SEO

Are You Tired of the Google.com Domain?

Are you tired of typing into your browser “Google.com”? Would you like to enter something else, but still get the same results as if you went to Google.com? … How about XXXDisc.net?

Heather Paulson noticed something odd during a test of the SEM/SEO/AM research service Syntryx, which is currently in beta.

She stumbled across a site at the domain XXXDisc.net that shows weird stuff in the Who-Is records of domain name registrars. The other odd thing about the site is that it appears to be the search engine Google.com. The main part of the Who-Is record also seems to confirm that this site belongs to Google.

sej082007 googxxxdiscwhois Are You Tired of the Google.com Domain?

The site is hosted on a server with a number of other sites that have questionable content, to say it carefully. This is of course very unlikely. Another thing that is odd, is the fact that the site does not show the universal search navigation bar, but the old links above the search box to select the type of search you want to do (Web, Images, etc.). It also does not show a “sign-in” link to logon to your Google account and it has a link beneath the search box to http://www.google.com/ncr and the anchor text “Go to Google.com”.

sej goog 082007ani Are You Tired of the Google.com Domain?

You can do searches and browse around to most of the content of the Google.com website while actually being on the XXXDisc.net site. That this is confusing, even for search marketers is not surprising.

I think that there are only two possible explanations for this. The first and most likely one is that the xxdisc.net site IS pulling the code from Google.com. It looks like a simple DNS forwarder to Google’s data center 39-GV (IP 216.239.59.104). The sites DNS Server is DNS1.NAME-SERVICES.COM.

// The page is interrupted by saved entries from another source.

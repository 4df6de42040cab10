// src/sources/mod.rs
use crate::session::Session;
use crate::types::{Config, ScoutError, SourceInfo};
use async_trait::async_trait;
use serde::{Deserialize, Serialize};
use std::collections::{BTreeMap, BTreeSet};
use std::fmt;
use std::str::FromStr;
use std::sync::Arc;

mod bing;
mod certspotter;
mod crtsh;
mod hackertarget;
mod securitytrails;
mod threatminer;
mod virustotal;
mod waybackarchive;

pub use bing::BingSource;
pub use certspotter::CertSpotterSource;
pub use crtsh::CrtShSource;
pub use hackertarget::HackerTargetSource;
pub use securitytrails::SecurityTrailsSource;
pub use threatminer::ThreatMinerSource;
pub use virustotal::VirusTotalSource;
pub use waybackarchive::WaybackArchiveSource;

#[derive(Debug, Clone, Copy, PartialEq, Eq, Hash, PartialOrd, Ord, Serialize, Deserialize)]
#[serde(rename_all = "lowercase")]
pub enum SourceId {
    Bing,
    Certspotter,
    Crtsh,
    Hackertarget,
    Securitytrails,
    Threatminer,
    Virustotal,
    Waybackarchive,
}

impl SourceId {
    pub const ALL: [SourceId; 8] = [
        SourceId::Bing,
        SourceId::Certspotter,
        SourceId::Crtsh,
        SourceId::Hackertarget,
        SourceId::Securitytrails,
        SourceId::Threatminer,
        SourceId::Virustotal,
        SourceId::Waybackarchive,
    ];

    pub fn as_str(&self) -> &'static str {
        match self {
            SourceId::Bing => "bing",
            SourceId::Certspotter => "certspotter",
            SourceId::Crtsh => "crtsh",
            SourceId::Hackertarget => "hackertarget",
            SourceId::Securitytrails => "securitytrails",
            SourceId::Threatminer => "threatminer",
            SourceId::Virustotal => "virustotal",
            SourceId::Waybackarchive => "waybackarchive",
        }
    }

    pub fn needs_key(&self) -> bool {
        matches!(self, SourceId::Securitytrails | SourceId::Virustotal)
    }
}

impl fmt::Display for SourceId {
    fn fmt(&self, f: &mut fmt::Formatter<'_>) -> fmt::Result {
        f.write_str(self.as_str())
    }
}

impl FromStr for SourceId {
    type Err = ScoutError;

    fn from_str(s: &str) -> Result<Self, Self::Err> {
        let wanted = s.trim().to_lowercase();
        SourceId::ALL
            .into_iter()
            .find(|id| id.as_str() == wanted)
            .ok_or_else(|| ScoutError::ConfigError(format!("Unknown source: {}", s.trim())))
    }
}

/// Which sources an enumeration should query.
#[derive(Debug, Clone, PartialEq, Eq, Default)]
pub enum SourceSelection {
    #[default]
    All,
    Only(BTreeSet<SourceId>),
}

impl SourceSelection {
    /// Parses `all` or a comma separated list of source names.
    pub fn parse(spec: &str) -> Result<Self, ScoutError> {
        if spec.trim().eq_ignore_ascii_case("all") {
            return Ok(SourceSelection::All);
        }
        let ids = spec
            .split(',')
            .map(str::trim)
            .filter(|s| !s.is_empty())
            .map(SourceId::from_str)
            .collect::<Result<BTreeSet<_>, _>>()?;
        Ok(SourceSelection::Only(ids))
    }

    pub fn contains(&self, id: SourceId) -> bool {
        match self {
            SourceSelection::All => true,
            SourceSelection::Only(ids) => ids.contains(&id),
        }
    }

    pub fn without(self, excluded: &BTreeSet<SourceId>) -> Self {
        if excluded.is_empty() {
            return self;
        }
        let remaining = match self {
            SourceSelection::All => SourceId::ALL.into_iter().collect::<BTreeSet<_>>(),
            SourceSelection::Only(ids) => ids,
        };
        SourceSelection::Only(remaining.difference(excluded).copied().collect())
    }
}

/// A passive data provider.
///
/// Implementations return `Ok` with an empty list when the provider simply knows
/// nothing about the domain, and `Err` only for hard failures.
#[async_trait]
pub trait Source: Send + Sync {
    fn id(&self) -> SourceId;

    fn name(&self) -> &str {
        self.id().as_str()
    }

    fn info(&self) -> SourceInfo {
        SourceInfo {
            id: self.id(),
            needs_key: self.id().needs_key(),
        }
    }

    async fn enumerate(&self, domain: &str, session: &Session) -> Result<Vec<String>, ScoutError>;
}

/// Maps source identifiers to their implementations.
#[derive(Clone, Default)]
pub struct SourceRegistry {
    sources: BTreeMap<SourceId, Arc<dyn Source>>,
}

impl SourceRegistry {
    pub fn new() -> Self {
        Self::default()
    }

    /// Every built-in source, configured with the API keys in `config`.
    pub fn from_config(config: &Config) -> Self {
        let mut registry = Self::new();
        for id in SourceId::ALL {
            registry.register(create_source(id, config));
        }
        registry
    }

    pub fn register(&mut self, source: Arc<dyn Source>) -> &mut Self {
        self.sources.insert(source.id(), source);
        self
    }

    pub fn select(&self, selection: &SourceSelection) -> Vec<Arc<dyn Source>> {
        self.sources
            .iter()
            .filter(|(id, _)| selection.contains(**id))
            .map(|(_, source)| Arc::clone(source))
            .collect()
    }

    pub fn ids(&self) -> impl Iterator<Item = SourceId> + '_ {
        self.sources.keys().copied()
    }

    pub fn infos(&self) -> Vec<SourceInfo> {
        self.sources.values().map(|s| s.info()).collect()
    }

    pub fn len(&self) -> usize {
        self.sources.len()
    }

    pub fn is_empty(&self) -> bool {
        self.sources.is_empty()
    }
}

pub fn create_source(id: SourceId, config: &Config) -> Arc<dyn Source> {
    let api_keys = config.api_keys.get(id.as_str()).cloned().unwrap_or_default();

    match id {
        SourceId::Bing => Arc::new(BingSource::new()),
        SourceId::Certspotter => Arc::new(CertSpotterSource::new()),
        SourceId::Crtsh => Arc::new(CrtShSource::new()),
        SourceId::Hackertarget => Arc::new(HackerTargetSource::new()),
        SourceId::Securitytrails => Arc::new(SecurityTrailsSource::new().with_api_keys(api_keys)),
        SourceId::Threatminer => Arc::new(ThreatMinerSource::new()),
        SourceId::Virustotal => Arc::new(VirusTotalSource::new().with_api_keys(api_keys)),
        SourceId::Waybackarchive => Arc::new(WaybackArchiveSource::new()),
    }
}

pub(crate) fn pick_api_key(keys: &[String]) -> Option<&String> {
    use rand::seq::SliceRandom;
    keys.choose(&mut rand::thread_rng())
}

If you ping the domain, it shows the real IP, which is 69.25.142.3 and not he Google data center IP. “No reverse DNS set” for that IP is the response, if I try to do a reverse lookup via online tools like the ones from DomainTools.com or by using the Windows tool “nslookup” on my local machine.

You can do a domain forwarding to any other domain (website) you want to, even if you don’t own the domain. There are common uses for this, most of the times for sub domains. Like this one. It is a sub domain of cumbrowski.com and even looks like my site. However, it is not my site and actually hosted and operated by somebody else. The “Branded Feed” option from (now Google’s) FeedBurner is another example of that.

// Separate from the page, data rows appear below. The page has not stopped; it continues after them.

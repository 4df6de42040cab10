// src/dedupe.rs
use crate::sources::SourceId;
use std::collections::BTreeMap;

/// Lower-case, trim and drop trailing dots. Returns `None` when nothing is left.
pub fn normalize(raw: &str) -> Option<String> {
    let name = raw.trim().trim_end_matches('.').trim().to_lowercase();
    if name.is_empty() {
        None
    } else {
        Some(name)
    }
}

#[derive(Debug, Clone, Default, PartialEq, Eq)]
pub struct Candidate {
    pub first_seen: Option<SourceId>,
}

/// Normalized hostnames, each recorded once with the source that reported it first.
#[derive(Debug, Clone, Default, PartialEq, Eq)]
pub struct CandidateSet {
    entries: BTreeMap<String, Candidate>,
}

impl CandidateSet {
    pub fn new() -> Self {
        Self::default()
    }

    /// Returns `true` if the normalized name was not present yet.
    pub fn insert(&mut self, raw: &str, source: Option<SourceId>) -> bool {
        let Some(name) = normalize(raw) else {
            return false;
        };
        match self.entries.entry(name) {
            std::collections::btree_map::Entry::Occupied(_) => false,
            std::collections::btree_map::Entry::Vacant(slot) => {
                slot.insert(Candidate { first_seen: source });
                true
            }
        }
    }

    pub fn extend_from_source<I, S>(&mut self, source: SourceId, names: I)
    where
        I: IntoIterator<Item = S>,
        S: AsRef<str>,
    {
        for name in names {
            self.insert(name.as_ref(), Some(source));
        }
    }

    pub fn retain<F>(&mut self, mut keep: F)
    where
        F: FnMut(&str) -> bool,
    {
        self.entries.retain(|name, _| keep(name));
    }

    pub fn contains(&self, name: &str) -> bool {
        normalize(name).is_some_and(|n| self.entries.contains_key(&n))
    }

    pub fn len(&self) -> usize {
        self.entries.len()
    }

    pub fn is_empty(&self) -> bool {
        self.entries.is_empty()
    }

    /// Names in lexicographic order.
    pub fn names(&self) -> impl Iterator<Item = &str> {
        self.entries.keys().map(String::as_str)
    }

    pub fn iter(&self) -> impl Iterator<Item = (&str, &Candidate)> {
        self.entries.iter().map(|(name, candidate)| (name.as_str(), candidate))
    }
}

/// Normalize and deduplicate a sequence of raw hostnames.
///
/// Domain membership is not checked here; callers decide which names are in scope.
pub fn dedupe<I, S>(names: I) -> CandidateSet
where
    I: IntoIterator<Item = S>,
    S: AsRef<str>,
{
    let mut set = CandidateSet::new();
    for name in names {
        set.insert(name.as_ref(), None);
    }
    set
}

#[cfg(test)]
mod tests {
    use super::*;

    #[test]
    fn test_normalize() {
        assert_eq!(normalize("  WWW.Example.COM. "), Some("www.example.com".to_string()));
        assert_eq!(normalize("api.example.com.."), Some("api.example.com".to_string()));
        assert_eq!(normalize(" . "), None);
        assert_eq!(normalize(""), None);
    }

    #[test]
    fn test_dedupe_case_and_dot_insensitive() {
        let set = dedupe(["www.example.com", "WWW.example.com.", "api.example.com"]);
        let names: Vec<&str> = set.names().collect();
        assert_eq!(names, vec!["api.example.com", "www.example.com"]);
    }

    #[test]
    fn test_dedupe_is_idempotent() {
        let inputs = vec![
            "b.example.com",
            " B.EXAMPLE.COM.",
            "a.example.com",
            "unrelated.org",
            "",
            "a.example.com.",
        ];
        let once = dedupe(&inputs);
        let twice = dedupe(once.names());
        assert_eq!(once, twice);
    }

    #[test]
    fn test_dedupe_keeps_out_of_scope_names() {
        let set = dedupe(["cdn.other.net", "www.example.com"]);
        assert!(set.contains("CDN.other.net."));
        assert_eq!(set.len(), 2);
    }

    #[test]
    fn test_first_seen_source_wins() {
        let mut set = CandidateSet::new();
        set.extend_from_source(SourceId::Crtsh, ["www.example.com"]);
        set.extend_from_source(SourceId::Hackertarget, ["WWW.example.com", "mail.example.com"]);

        let sources: Vec<(&str, Option<SourceId>)> =
            set.iter().map(|(name, c)| (name, c.first_seen)).collect();
        assert_eq!(
            sources,
            vec![
                ("mail.example.com", Some(SourceId::Hackertarget)),
                ("www.example.com", Some(SourceId::Crtsh)),
            ]
        );
    }
}
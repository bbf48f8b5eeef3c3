//! Core types for the intersection simulation
//!
//! Identifiers are small `Copy` newtypes so they can be freely passed between
//! worker threads and used as sort keys.

use std::fmt;

/// A wrapper type for intersection IDs
#[derive(Debug, Clone, Copy, PartialEq, Eq, Hash, PartialOrd, Ord)]
pub struct IntersectionId(pub usize);

/// A wrapper type for street indices within one intersection
#[derive(Debug, Clone, Copy, PartialEq, Eq, Hash, PartialOrd, Ord)]
pub struct StreetId(pub usize);

/// Identity of one vehicle: the street it queued on and its position in the
/// initial fill of that queue
#[derive(Debug, Clone, Copy, PartialEq, Eq, Hash)]
pub struct VehicleId {
    pub street: StreetId,
    pub seq: usize,
}

impl VehicleId {
    pub fn new(street: StreetId, seq: usize) -> Self {
        Self { street, seq }
    }
}

impl fmt::Display for IntersectionId {
    fn fmt(&self, f: &mut fmt::Formatter<'_>) -> fmt::Result {
        write!(f, "{}", self.0)
    }
}

impl fmt::Display for StreetId {
    fn fmt(&self, f: &mut fmt::Formatter<'_>) -> fmt::Result {
        write!(f, "{}", self.0)
    }
}

impl fmt::Display for VehicleId {
    fn fmt(&self, f: &mut fmt::Formatter<'_>) -> fmt::Result {
        write!(f, "{}:{}", self.street.0, self.seq)
    }
}

/// Compass names used when an intersection has exactly four approaches
pub const COMPASS_LABELS: [&str; 4] = ["North", "East", "South", "West"];

/// Human-readable name for a street
///
/// Four-street intersections use compass names; any other layout numbers its
/// streets from 1.
pub fn street_label(street: StreetId, street_count: usize) -> String {
    if street_count == COMPASS_LABELS.len() {
        COMPASS_LABELS[street.0].to_string()
    } else {
        format!("Street {}", street.0 + 1)
    }
}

It is not limited to sub domains and can be done with the top domain as well. A common use for that is the domain forwarding of other domains you own (e.g. your brand names and/or trademarks or TLD variations of the same domain name (e.g. .org, .net, .info)) for your business to your primary website domain (e.g. YouBusiness.com).
The registrant of the xxxdisc.net domain is a person in Zimbabwe.

High Av Video co
cosomer lee (123user AT hiavgirl DOT net)
+263.123555777
Fax: +263.123456777
West wood street 213# linken road
mogan, 432229
ZW

It does not seem to be a malicious attempt by that person to do something sneaky. He just does not use that domain yet and instead of having a parking service throwing up some stuff (e.g. ads) does he simply redirect to Google.

However, that Google (the site code) allows that the Google.com site is pulled via a different domain name that is not owned by Google is a big oversight by Google. Somebody with malicious intentions could use it for bad things. The Google site uses relative URLs, which keeps the user on the different domain.

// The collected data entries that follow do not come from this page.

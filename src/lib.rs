//! Intersection Simulation Library
//!
//! A discrete-cycle traffic light simulation that can advance whole
//! intersections, or the streets of one intersection, concurrently.

pub mod simulation;
//! Traffic light state machines
//!
//! Two signal models are supported:
//! - **Binary**: RED/GREEN only. Streets are coupled into two groups by index
//!   parity (opposite approaches of a four-way intersection) and the groups
//!   swap in lock-step.
//! - **Ternary**: RED → YELLOW → GREEN → RED. Each light starts at a random
//!   state and all lights step together, with no coupling between streets.

use std::fmt;

use rand::Rng;

use super::types::StreetId;

/// State of a single traffic light
#[derive(Debug, Clone, Copy, PartialEq, Eq, Hash)]
pub enum LightState {
    Red,
    Yellow,
    Green,
}

impl LightState {
    pub const ALL: [LightState; 3] = [LightState::Red, LightState::Yellow, LightState::Green];

    /// The next state in the ternary cycle
    pub fn next(self) -> Self {
        match self {
            LightState::Red => LightState::Yellow,
            LightState::Yellow => LightState::Green,
            LightState::Green => LightState::Red,
        }
    }

    /// Position in the ternary cycle (RED = 0, YELLOW = 1, GREEN = 2)
    pub fn index(self) -> usize {
        match self {
            LightState::Red => 0,
            LightState::Yellow => 1,
            LightState::Green => 2,
        }
    }

    pub fn name(self) -> &'static str {
        match self {
            LightState::Red => "RED",
            LightState::Yellow => "YELLOW",
            LightState::Green => "GREEN",
        }
    }
}

impl fmt::Display for LightState {
    fn fmt(&self, f: &mut fmt::Formatter<'_>) -> fmt::Result {
        f.write_str(self.name())
    }
}

/// Which signal model an intersection runs
#[derive(Debug, Clone, Copy, PartialEq, Eq, Hash)]
pub enum SignalModel {
    Binary,
    Ternary,
}

impl SignalModel {
    /// Whether the lights advance at the start of `cycle` (numbered from 1)
    ///
    /// Binary phases last exactly `period` cycles, so the first advance happens
    /// at cycle `period + 1`. Ternary lights advance on every cycle that is a
    /// multiple of `period`.
    pub fn advances_at(self, cycle: u64, period: u64) -> bool {
        if period == 0 {
            return false;
        }
        match self {
            SignalModel::Binary => cycle > 1 && (cycle - 1) % period == 0,
            SignalModel::Ternary => cycle % period == 0,
        }
    }
}

/// All lights of one intersection
#[derive(Debug, Clone)]
pub struct TrafficLights {
    model: SignalModel,
    states: Vec<LightState>,
    /// Binary model only: the parity group currently GREEN (0 = even streets)
    active_pair: usize,
}

impl TrafficLights {
    /// Set up the lights for `street_count` streets
    ///
    /// Binary lights start with the even group GREEN. Ternary lights draw an
    /// independent state per street from `rng`.
    pub fn initialize<R: Rng>(model: SignalModel, street_count: usize, rng: &mut R) -> Self {
        let states = match model {
            SignalModel::Binary => (0..street_count).map(|i| binary_state(i, 0)).collect(),
            SignalModel::Ternary => (0..street_count)
                .map(|_| LightState::ALL[rng.random_range(0..LightState::ALL.len())])
                .collect(),
        };

        Self {
            model,
            states,
            active_pair: 0,
        }
    }

    /// Build lights from explicit states
    ///
    /// Ternary states are taken as given. Binary lights cannot show mixed
    /// states within a parity group, so only `states[0]` is honoured: it picks
    /// which group starts GREEN and every other street is rewritten to match.
    pub fn from_states(model: SignalModel, states: Vec<LightState>) -> Self {
        let active_pair = match states.first() {
            Some(LightState::Green) | None => 0,
            Some(_) => 1,
        };
        let states = match model {
            SignalModel::Binary => (0..states.len()).map(|i| binary_state(i, active_pair)).collect(),
            SignalModel::Ternary => states,
        };

        Self {
            model,
            states,
            active_pair,
        }
    }

    /// Step every light once
    pub fn advance(&mut self) {
        match self.model {
            SignalModel::Binary => {
                self.active_pair = 1 - self.active_pair;
                for (i, state) in self.states.iter_mut().enumerate() {
                    *state = binary_state(i, self.active_pair);
                }
            }
            SignalModel::Ternary => {
                for state in &mut self.states {
                    *state = state.next();
                }
            }
        }
    }

    pub fn model(&self) -> SignalModel {
        self.model
    }

    pub fn state(&self, street: StreetId) -> LightState {
        self.states[street.0]
    }

    pub fn states(&self) -> &[LightState] {
        &self.states
    }

    pub fn is_green(&self, street: StreetId) -> bool {
        self.state(street) == LightState::Green
    }

    /// The parity group currently GREEN; only meaningful for the binary model
    pub fn active_pair(&self) -> usize {
        self.active_pair
    }

    pub fn len(&self) -> usize {
        self.states.len()
    }

    pub fn is_empty(&self) -> bool {
        self.states.is_empty()
    }
}

fn binary_state(street: usize, active_pair: usize) -> LightState {
    if street % 2 == active_pair {
        LightState::Green
    } else {
        LightState::Red
    }
}

#[cfg(test)]
mod tests {
    use super::*;
    use rand::rngs::StdRng;
    use rand::SeedableRng;

    #[test]
    fn test_binary_initial_state_greens_even_streets() {
        let mut rng = StdRng::seed_from_u64(1);
        let lights = TrafficLights::initialize(SignalModel::Binary, 4, &mut rng);
        assert_eq!(
            lights.states(),
            &[LightState::Green, LightState::Red, LightState::Green, LightState::Red]
        );
        assert_eq!(lights.active_pair(), 0);
    }

    #[test]
    fn test_ternary_never_skips_a_state() {
        let mut lights = TrafficLights::from_states(SignalModel::Ternary, vec![LightState::Red]);
        let mut seen = vec![lights.state(StreetId(0))];
        for _ in 0..3 {
            lights.advance();
            seen.push(lights.state(StreetId(0)));
        }
        assert_eq!(
            seen,
            vec![LightState::Red, LightState::Yellow, LightState::Green, LightState::Red]
        );
    }

    #[test]
    fn test_binary_from_states_follows_street_zero() {
        use LightState::{Green, Red, Yellow};
        let lights = TrafficLights::from_states(SignalModel::Binary, vec![Red, Red, Yellow, Green]);
        assert_eq!(lights.states(), &[Red, Green, Red, Green]);
        assert_eq!(lights.active_pair(), 1);
    }

    #[test]
    fn test_advance_schedule() {
        let binary: Vec<u64> = (1..=7).filter(|&c| SignalModel::Binary.advances_at(c, 2)).collect();
        assert_eq!(binary, vec![3, 5, 7]);

        let ternary: Vec<u64> = (1..=7).filter(|&c| SignalModel::Ternary.advances_at(c, 3)).collect();
        assert_eq!(ternary, vec![3, 6]);
    }
}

I checked the logins, they redirect to Google.com, which is good, and because that prevents that, the login cookie is being created on that non-Google domain.

In addition, a link appears on the Homepage that reads. “Go to Google.com”, but that is not enough IMO. Google should (301) redirect any request to their sites if the domain is not the real Google domain or at least if it is not one of their domain properties.

This is not that easy, if the second explanation is true. This explanation of the site would not explain the weird information in the Who-Is record for that domain though.

It could be the case that the a script is running on that domain that takes all requests, then does a HTTP request to Google in the background on the server side and then returns the results as is or as an altered version to the end user in his browser.

I doubt that this is happening though. It redirects to Google from some of the links, I mentioned already the login links and other links that do not refer to secured sections of the site, such as the links on the Google products page, link to the actual Google domain. A scripter would have caught those and changed to local URLs on his domain.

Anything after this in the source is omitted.